Potential system impact

Three out of 4 experts said that these technologies are useful and could be used to save time and resources. They also said they could improve reproducibility and consistency across practices and provide quality assurance for screening programmes. Two of the experts suggested that these technologies should be used in screening programmes. All 4 experts agreed that these technologies may be used alongside human graders and standard care, and may replace at least primary level human grading. Two experts said that AI might gradually replace secondary and arbitration level human grading as well.

Each expert reported different benefits of using AI systems, including real-time reporting of results to diagnosis and reduction in waiting time for patients, less delay in follow-ups, reduction in human contacts with the possibility of home monitoring, and increased efficiency of screening programmes, and cost savings for the NHS. One of the experts noted that implementing these technologies might at first lead to increased costs, but in the long term, they can be cost saving. However, they said there should be an ongoing economic evaluation of these technologies as further developments are anticipated. One expert said using AI technologies will lead to less dependency on scarce staff.

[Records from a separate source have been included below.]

//! The listen/respond loop
//!
//! Each cycle captures one phrase, transcribes it and then either checks it
//! for the wake word or hands it to the responder, depending on the session
//! mode. Failures inside a cycle are classified and recovered from here; only
//! failing to acquire the microphone ends the loop with an error.

use std::time::Duration;

use tokio::time::Instant;

use crate::agent::Responder;
use crate::config::{AssistantConfig, CaptureConfig};
use crate::session::{Mode, Session};
use crate::shutdown::Shutdown;
use crate::voice::{AudioSample, InputDevice, SpeechCapture, Speaker, Transcriber, WakeWord};
use crate::{Error, Result};

/// Default listen timeout per capture
pub const LISTEN_TIMEOUT: Duration = Duration::from_secs(10);

/// Default pause after an unexpected cycle error
pub const ERROR_BACKOFF: Duration = Duration::from_secs(1);

/// One recognized phrase
#[derive(Debug)]
pub struct Utterance {
    /// Captured audio
    pub audio: AudioSample,
    /// Transcript
    pub text: String,
}

/// Voice assistant driving capture, transcription, response and speech
pub struct Assistant {
    transcriber: Box<dyn Transcriber>,
    responder: Box<dyn Responder>,
    speaker: Box<dyn Speaker>,
    wake_word: WakeWord,
    session: Session,
    name: String,
    acknowledgment: String,
    listen_timeout: Duration,
    error_backoff: Duration,
}

impl Assistant {
    /// Create an assistant with default settings
    #[must_use]
    pub fn new(
        transcriber: Box<dyn Transcriber>,
        responder: Box<dyn Responder>,
        speaker: Box<dyn Speaker>,
    ) -> Self {
        Self {
            transcriber,
            responder,
            speaker,
            wake_word: WakeWord::new("jarvis"),
            session: Session::default(),
            name: "Jarvis".to_string(),
            acknowledgment: "Yes sir?".to_string(),
            listen_timeout: LISTEN_TIMEOUT,
            error_backoff: ERROR_BACKOFF,
        }
    }

    /// Apply assistant and capture settings
    #[must_use]
    pub fn with_config(mut self, assistant: &AssistantConfig, capture: &CaptureConfig) -> Self {
        self.wake_word = WakeWord::with_mode(&assistant.wake_word, assistant.wake_word_mode);
        self.session = Session::new(assistant.conversation_timeout);
        self.name.clone_from(&assistant.name);
        self.acknowledgment.clone_from(&assistant.acknowledgment);
        self.error_backoff = assistant.error_backoff;
        self.listen_timeout = capture.listen_timeout;
        self
    }

    /// Set how long the conversation stays open without input
    #[must_use]
    pub const fn with_conversation_timeout(mut self, timeout: Duration) -> Self {
        self.session = Session::new(timeout);
        self
    }

    /// Set the pause after an unexpected cycle error
    #[must_use]
    pub const fn with_error_backoff(mut self, backoff: Duration) -> Self {
        self.error_backoff = backoff;
        self
    }

    /// Current session state
    #[must_use]
    pub const fn session(&self) -> &Session {
        &self.session
    }

    /// Run until shutdown is requested
    ///
    /// The input device is opened once and released before returning, on
    /// every path. Completion is logged whether or not the run failed.
    ///
    /// # Errors
    ///
    /// Returns error if the input device cannot be opened or calibrated
    #[allow(clippy::future_not_send)]
    pub async fn run(&mut self, device: &dyn InputDevice, shutdown: &Shutdown) -> Result<()> {
        let result = self.serve(device, shutdown).await;
        tracing::info!(name = %self.name, "shutdown complete");
        result
    }

    #[allow(clippy::future_not_send)]
    async fn serve(&mut self, device: &dyn InputDevice, shutdown: &Shutdown) -> Result<()> {
        let mut capture = device.open().inspect_err(|e| {
            tracing::error!(severity = "critical", error = %e, "failed to open microphone");
        })?;

        if let Err(e) = capture.calibrate().await {
            tracing::error!(severity = "critical", error = %e, "microphone calibration failed");
            drop(capture);
            tracing::info!("cleaning up resources");
            return Err(e);
        }

        tracing::info!(wake_word = self.wake_word.phrase(), "listening for wake word");

        while !shutdown.is_requested() {
            self.cycle(capture.as_mut()).await;
        }

        tracing::info!("shutdown requested");
        drop(capture);
        tracing::info!("cleaning up resources");
        Ok(())
    }

    /// Run one capture cycle and recover from any failure in it
    #[allow(clippy::future_not_send)]
    pub async fn cycle(&mut self, capture: &mut dyn SpeechCapture) {
        if let Err(e) = self.try_cycle(capture).await {
            self.recover(e).await;
        }
    }

    #[allow(clippy::future_not_send)]
    async fn try_cycle(&mut self, capture: &mut dyn SpeechCapture) -> Result<()> {
        match self.session.mode() {
            Mode::WakeWaiting => tracing::debug!("waiting for wake word"),
            Mode::Conversation { .. } => tracing::debug!("listening for command"),
        }

        let audio = capture.listen(self.listen_timeout).await?;
        let text = self.transcriber.transcribe(&audio).await?;
        let utterance = Utterance { audio, text };

        tracing::info!(
            transcript = %utterance.text,
            secs = utterance.audio.duration().as_secs_f32(),
            "heard"
        );

        if self.session.is_conversation() {
            self.dispatch(&utterance.text).await;
        } else {
            self.check_wake_word(&utterance.text).await;
        }

        Ok(())
    }

    #[allow(clippy::future_not_send)]
    async fn check_wake_word(&mut self, text: &str) {
        if !self.wake_word.is_triggered(text) {
            tracing::debug!(transcript = %text, "no wake word");
            return;
        }

        tracing::info!(wake_word = self.wake_word.phrase(), "wake word detected");
        self.speaker.speak(&self.acknowledgment).await;
        self.session.wake(Instant::now());
    }

    #[allow(clippy::future_not_send)]
    async fn dispatch(&mut self, command: &str) {
        tracing::info!(command, "command received");

        match self.responder.respond(command).await {
            Ok(reply) => {
                tracing::info!(response_len = reply.len(), "agent replied");
                println!("{}: {reply}", self.name);
                self.speaker.speak(&reply).await;
                self.session.record_interaction(Instant::now());
            }
            Err(e) => {
                tracing::error!(error = %e, "agent failed to respond");
            }
        }
    }

    #[allow(clippy::future_not_send)]
    async fn recover(&mut self, error: Error) {
        if !error.is_quiet() {
            tracing::error!(error = %error, "voice cycle failed");
            tokio::time::sleep(self.error_backoff).await;
            return;
        }

        // Only silence counts toward the inactivity timeout
        if matches!(error, Error::CaptureTimeout) {
            tracing::warn!(mode = self.session.mode().label(), "no speech detected");
            self.session.expire_if_idle(Instant::now());
        } else {
            tracing::warn!("could not understand audio");
        }
    }
}

impl std::fmt::Debug for Assistant {
    fn fmt(&self, f: &mut std::fmt::Formatter<'_>) -> std::fmt::Result {
        f.debug_struct("Assistant")
            .field("wake_word", &self.wake_word)
            .field("session", &self.session)
            .field("name", &self.name)
            .field("listen_timeout", &self.listen_timeout)
            .finish_non_exhaustive()
    }
}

One of the experts believed that these systems could reduce the workload and the need for staff. However, 2 experts highlighted that, because the systems can grade constantly, the possible higher detection rate of diabetic retinopathy could lead to increased referrals to hospital eye service. Another expert said that the current pathway could be shortened by using AI systems. They said that experienced human graders could instead better manage sight-threatening retinopathy, potentially leading to better clinical outcomes. One expert said using these systems is unlikely to change the current pathway or clinical outcomes. The grading protocol determines the outcome, so changes to protocols in the future may lead to fine-tuning of the algorithms used by these systems. Two experts also said that camera hardware changes may affect the performance of these technologies and shift the setting from clinic to home. Therefore, the benefits to the healthcare system depend on where the technologies are implemented in the clinical pathway. They could add an extra layer of quality assurance to the graders. Almost 90% of negative cases received only 1 human grading. Adding these systems would mean all images were graded by the AI system and at least 1 human grader.

Three experts said better and secure cloud storage and data transferring facilities would be needed, which may need investment. One of the experts said that none of the systems had been integrated into existing patient management systems. Two experts said staff needed training in using web-based and data-based technologies. One expert mentioned a lack of trust in the systems, while another brought up the potential to miss some pathologies if human graders are replaced. One expert said ownership of errors was a potential barrier, and one said governance issues was another.

General comments

Potential usability issues mentioned by the experts were:

  • the use of a different grading classification

  • appropriate integration of the AI system into existing systems

  • smooth data transfer

  • staff training and testing how the technologies perform when screening high volumes of images, similar to what would be expected in routine practice

  • camera type and cost

  • the number of images that need to be taken (and so time)

  • the need for dilated pupils.

The experts said more research was needed on existing real-world datasets (retrospectively), studying false positive and false negative cases, and tests in screening programmes (prospectively). They also recommended continuous performance audits and potential upgrades and assessment of systems' ability to identify all major eye diseases, not just diabetic retinopathy. One of the experts said that none of the companies reported results the same way so pre‑proliferative and proliferative features could be different across platforms.